Stored items
# # # # # # #

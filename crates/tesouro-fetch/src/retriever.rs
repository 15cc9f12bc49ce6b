//! The caller-facing retriever.

use futures::{Stream, StreamExt};
use std::pin::pin;
use tesouro_types::{BondRecord, BondType, QueryRange, ResultTable, TesouroError};
use tracing::{error, info};

use crate::{
    ErrorPolicy, HttpSource, RetrieverConfig, YearSource,
    stream::{YearBatch, year_stream},
};

/// Downloads, normalizes and orders bond history for year ranges.
///
/// The retriever holds no state between calls apart from its configuration
/// and the source's connection pool; every call returns a fresh table.
///
/// # Example
///
/// ```no_run
/// use tesouro_fetch::Retriever;
///
/// # async fn run() -> tesouro_types::Result<()> {
/// let retriever = Retriever::with_defaults()?;
/// let table = retriever.get_data("LTN", 2020, 2021).await?;
/// for record in &table {
///     println!("{} {} {}", record.reference_date, record.asset_code, record.price);
/// }
/// # Ok(())
/// # }
/// ```
#[derive(Debug, Clone)]
pub struct Retriever<S = HttpSource> {
    source: S,
    config: RetrieverConfig,
}

impl Retriever<HttpSource> {
    /// Creates a retriever over the Treasury CDN.
    ///
    /// # Errors
    ///
    /// Returns an error if the configuration is invalid or the HTTP client
    /// cannot be created.
    pub fn new(config: RetrieverConfig) -> Result<Self, TesouroError> {
        config.validate()?;
        let source = HttpSource::new(&config)?;
        Ok(Self { source, config })
    }

    /// Creates a retriever with default configuration.
    ///
    /// # Errors
    ///
    /// Returns an error if the HTTP client cannot be created.
    pub fn with_defaults() -> Result<Self, TesouroError> {
        Self::new(RetrieverConfig::default())
    }
}

impl<S: YearSource> Retriever<S> {
    /// Creates a retriever over a custom source.
    ///
    /// # Errors
    ///
    /// Returns an error if the configuration is invalid.
    pub fn with_source(source: S, config: RetrieverConfig) -> Result<Self, TesouroError> {
        config.validate()?;
        Ok(Self { source, config })
    }

    /// Returns the configuration.
    #[must_use]
    pub const fn config(&self) -> &RetrieverConfig {
        &self.config
    }

    /// Returns the source.
    #[must_use]
    pub const fn source(&self) -> &S {
        &self.source
    }

    /// Retrieves every record of `bond_type` dated within
    /// `[start_year-01-01, end_year-12-31]`, ordered by reference date.
    ///
    /// # Errors
    ///
    /// - [`TesouroError::InvalidArgument`] for an unknown bond type or an
    ///   invalid year range.
    /// - [`TesouroError::SourceUnavailable`] if a year could not be fetched.
    /// - [`TesouroError::Parse`] if a year's file does not match the
    ///   configured format version.
    pub async fn get_data(
        &self,
        bond_type: &str,
        start_year: i32,
        end_year: i32,
    ) -> Result<ResultTable, TesouroError> {
        let bond_type: BondType = bond_type.parse()?;
        let range = QueryRange::new(bond_type, start_year, end_year)?;
        self.query(range).await
    }

    /// Retrieves several bond types over the same years as one table.
    ///
    /// # Errors
    ///
    /// Same as [`Retriever::get_data`]. An empty `bond_types` slice is an
    /// invalid argument.
    pub async fn get_many(
        &self,
        bond_types: &[BondType],
        start_year: i32,
        end_year: i32,
    ) -> Result<ResultTable, TesouroError> {
        if bond_types.is_empty() {
            return Err(TesouroError::InvalidArgument(
                "no bond types requested".to_string(),
            ));
        }
        let ranges = bond_types
            .iter()
            .map(|bond_type| QueryRange::new(*bond_type, start_year, end_year))
            .collect::<Result<Vec<_>, _>>()?;
        self.query_many(&ranges).await
    }

    /// Retrieves an already validated range.
    ///
    /// # Errors
    ///
    /// See [`Retriever::get_data`].
    pub async fn query(&self, range: QueryRange) -> Result<ResultTable, TesouroError> {
        self.query_many(&[range]).await
    }

    /// Retrieves several validated ranges as one table.
    ///
    /// # Errors
    ///
    /// See [`Retriever::get_data`].
    pub async fn query_many(&self, ranges: &[QueryRange]) -> Result<ResultTable, TesouroError> {
        for range in ranges {
            info!(range = %range, "querying");
        }

        // Returning early drops the stream, which cancels in-flight fetches
        let mut collector = BatchCollector::new(self.config.error_policy);
        let mut stream = pin!(self.year_stream_many(ranges));
        while let Some(result) = stream.next().await {
            collector.push(result)?;
        }
        let table = collector.finish()?;
        info!(records = table.len(), "query complete");
        Ok(table)
    }

    /// Streams the per-year batches of one range as they complete.
    pub fn year_stream(
        &self,
        range: QueryRange,
    ) -> impl Stream<Item = Result<YearBatch, TesouroError>> + use<'_, S> {
        year_stream(&self.source, &self.config, &[range])
    }

    /// Streams the per-year batches of several ranges through one bounded pool.
    pub fn year_stream_many(
        &self,
        ranges: &[QueryRange],
    ) -> impl Stream<Item = Result<YearBatch, TesouroError>> + use<'_, S> {
        year_stream(&self.source, &self.config, ranges)
    }
}

/// Folds per-year results into a table under an [`ErrorPolicy`].
///
/// Under [`ErrorPolicy::FailFast`], [`push`](Self::push) returns the first
/// failure. Under [`ErrorPolicy::CollectAll`], failures are logged and kept,
/// and [`finish`](Self::finish) returns the one of the earliest year.
#[derive(Debug)]
pub struct BatchCollector {
    policy: ErrorPolicy,
    records: Vec<BondRecord>,
    failures: Vec<TesouroError>,
}

impl BatchCollector {
    /// Creates an empty collector.
    #[must_use]
    pub const fn new(policy: ErrorPolicy) -> Self {
        Self {
            policy,
            records: Vec::new(),
            failures: Vec::new(),
        }
    }

    /// Adds one year's result.
    ///
    /// # Errors
    ///
    /// Returns the failure itself under [`ErrorPolicy::FailFast`].
    pub fn push(&mut self, result: Result<YearBatch, TesouroError>) -> Result<(), TesouroError> {
        match result {
            Ok(batch) => self.records.extend(batch.records),
            Err(e) if self.policy == ErrorPolicy::CollectAll => {
                error!(error = %e, "year failed");
                self.failures.push(e);
            }
            Err(e) => return Err(e),
        }
        Ok(())
    }

    /// Returns the number of failures kept so far.
    #[must_use]
    pub fn failures(&self) -> usize {
        self.failures.len()
    }

    /// Returns the sorted table, or the failure of the earliest year.
    ///
    /// # Errors
    ///
    /// Returns the earliest kept failure, if any.
    pub fn finish(self) -> Result<ResultTable, TesouroError> {
        match self
            .failures
            .into_iter()
            .min_by_key(|e| e.year().unwrap_or(i32::MAX))
        {
            Some(e) => Err(e),
            None => Ok(ResultTable::from_unsorted(self.records)),
        }
    }
}

#[cfg(test)]
mod tests {
    use super::*;
    use chrono::Datelike;
    use tesouro_types::ParseError;

    fn unavailable(year: i32) -> TesouroError {
        TesouroError::SourceUnavailable {
            bond_type: BondType::Ltn,
            year,
            attempts: 1,
            reason: "down".to_string(),
        }
    }

    #[test]
    fn test_collect_all_returns_earliest_failure() {
        let mut collector = BatchCollector::new(ErrorPolicy::CollectAll);
        collector.push(Ok(YearBatch::new(BondType::Ltn, 2020, vec![]))).unwrap();
        collector.push(Err(unavailable(2023))).unwrap();
        collector
            .push(Err(TesouroError::Parse {
                bond_type: BondType::Ltn,
                year: 2021,
                source: ParseError::Undecodable("bad".to_string()),
            }))
            .unwrap();
        assert_eq!(collector.failures(), 2);

        let err = collector.finish().unwrap_err();
        assert!(err.is_parse());
        assert_eq!(err.year(), Some(2021));
    }

    #[test]
    fn test_fail_fast_returns_first_failure() {
        let mut collector = BatchCollector::new(ErrorPolicy::FailFast);
        collector.push(Ok(YearBatch::new(BondType::Ltn, 2021, vec![]))).unwrap();
        let err = collector.push(Err(unavailable(2023))).unwrap_err();
        assert_eq!(err.year(), Some(2023));
    }

    #[test]
    fn test_collector_sorts_records() {
        let record = |day: u32, code: &str| {
            BondRecord::new(
                BondType::Ltn,
                code.to_string(),
                chrono::NaiveDate::from_ymd_opt(2020, 1, day).unwrap(),
                rust_decimal::Decimal::ONE,
                rust_decimal::Decimal::ONE,
            )
        };
        let mut collector = BatchCollector::new(ErrorPolicy::CollectAll);
        collector
            .push(Ok(YearBatch::new(BondType::Ltn, 2020, vec![record(3, "LTN 010123")])))
            .unwrap();
        collector
            .push(Ok(YearBatch::new(BondType::Ltn, 2020, vec![record(2, "LTN 010125"), record(2, "LTN 010123")])))
            .unwrap();

        let table = collector.finish().unwrap();
        let keys: Vec<_> = table.iter().map(|r| (r.reference_date.day0(), r.asset_code.as_str())).collect();
        assert_eq!(keys, vec![(1, "LTN 010123"), (1, "LTN 010125"), (2, "LTN 010123")]);
    }

    #[test]
    fn test_invalid_config_is_rejected() {
        let config = RetrieverConfig {
            concurrency: 0,
            ..Default::default()
        };
        let err = Retriever::new(config).unwrap_err();
        assert!(err.is_invalid_argument());
    }
}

# # # # # # #

Description of the task
All that belongs in the answer is the run of lines above from the line containing "Returns the failure" through the line containing "use super::*;", exactly as written.

Solution to the problem
    /// Returns the failure itself under [`ErrorPolicy::FailFast`].
    pub fn push(&mut self, result: Result<YearBatch, TesouroError>) -> Result<(), TesouroError> {
        match result {
            Ok(batch) => self.records.extend(batch.records),
            Err(e) if self.policy == ErrorPolicy::CollectAll => {
                error!(error = %e, "year failed");
                self.failures.push(e);
            }
            Err(e) => return Err(e),
        }
        Ok(())
    }

    /// Returns the number of failures kept so far.
    #[must_use]
    pub fn failures(&self) -> usize {
        self.failures.len()
    }

    /// Returns the sorted table, or the failure of the earliest year.
    ///
    /// # Errors
    ///
    /// Returns the earliest kept failure, if any.
    pub fn finish(self) -> Result<ResultTable, TesouroError> {
        match self
            .failures
            .into_iter()
            .min_by_key(|e| e.year().unwrap_or(i32::MAX))
        {
            Some(e) => Err(e),
            None => Ok(ResultTable::from_unsorted(self.records)),
        }
    }
}

#[cfg(test)]
mod tests {
    use super::*;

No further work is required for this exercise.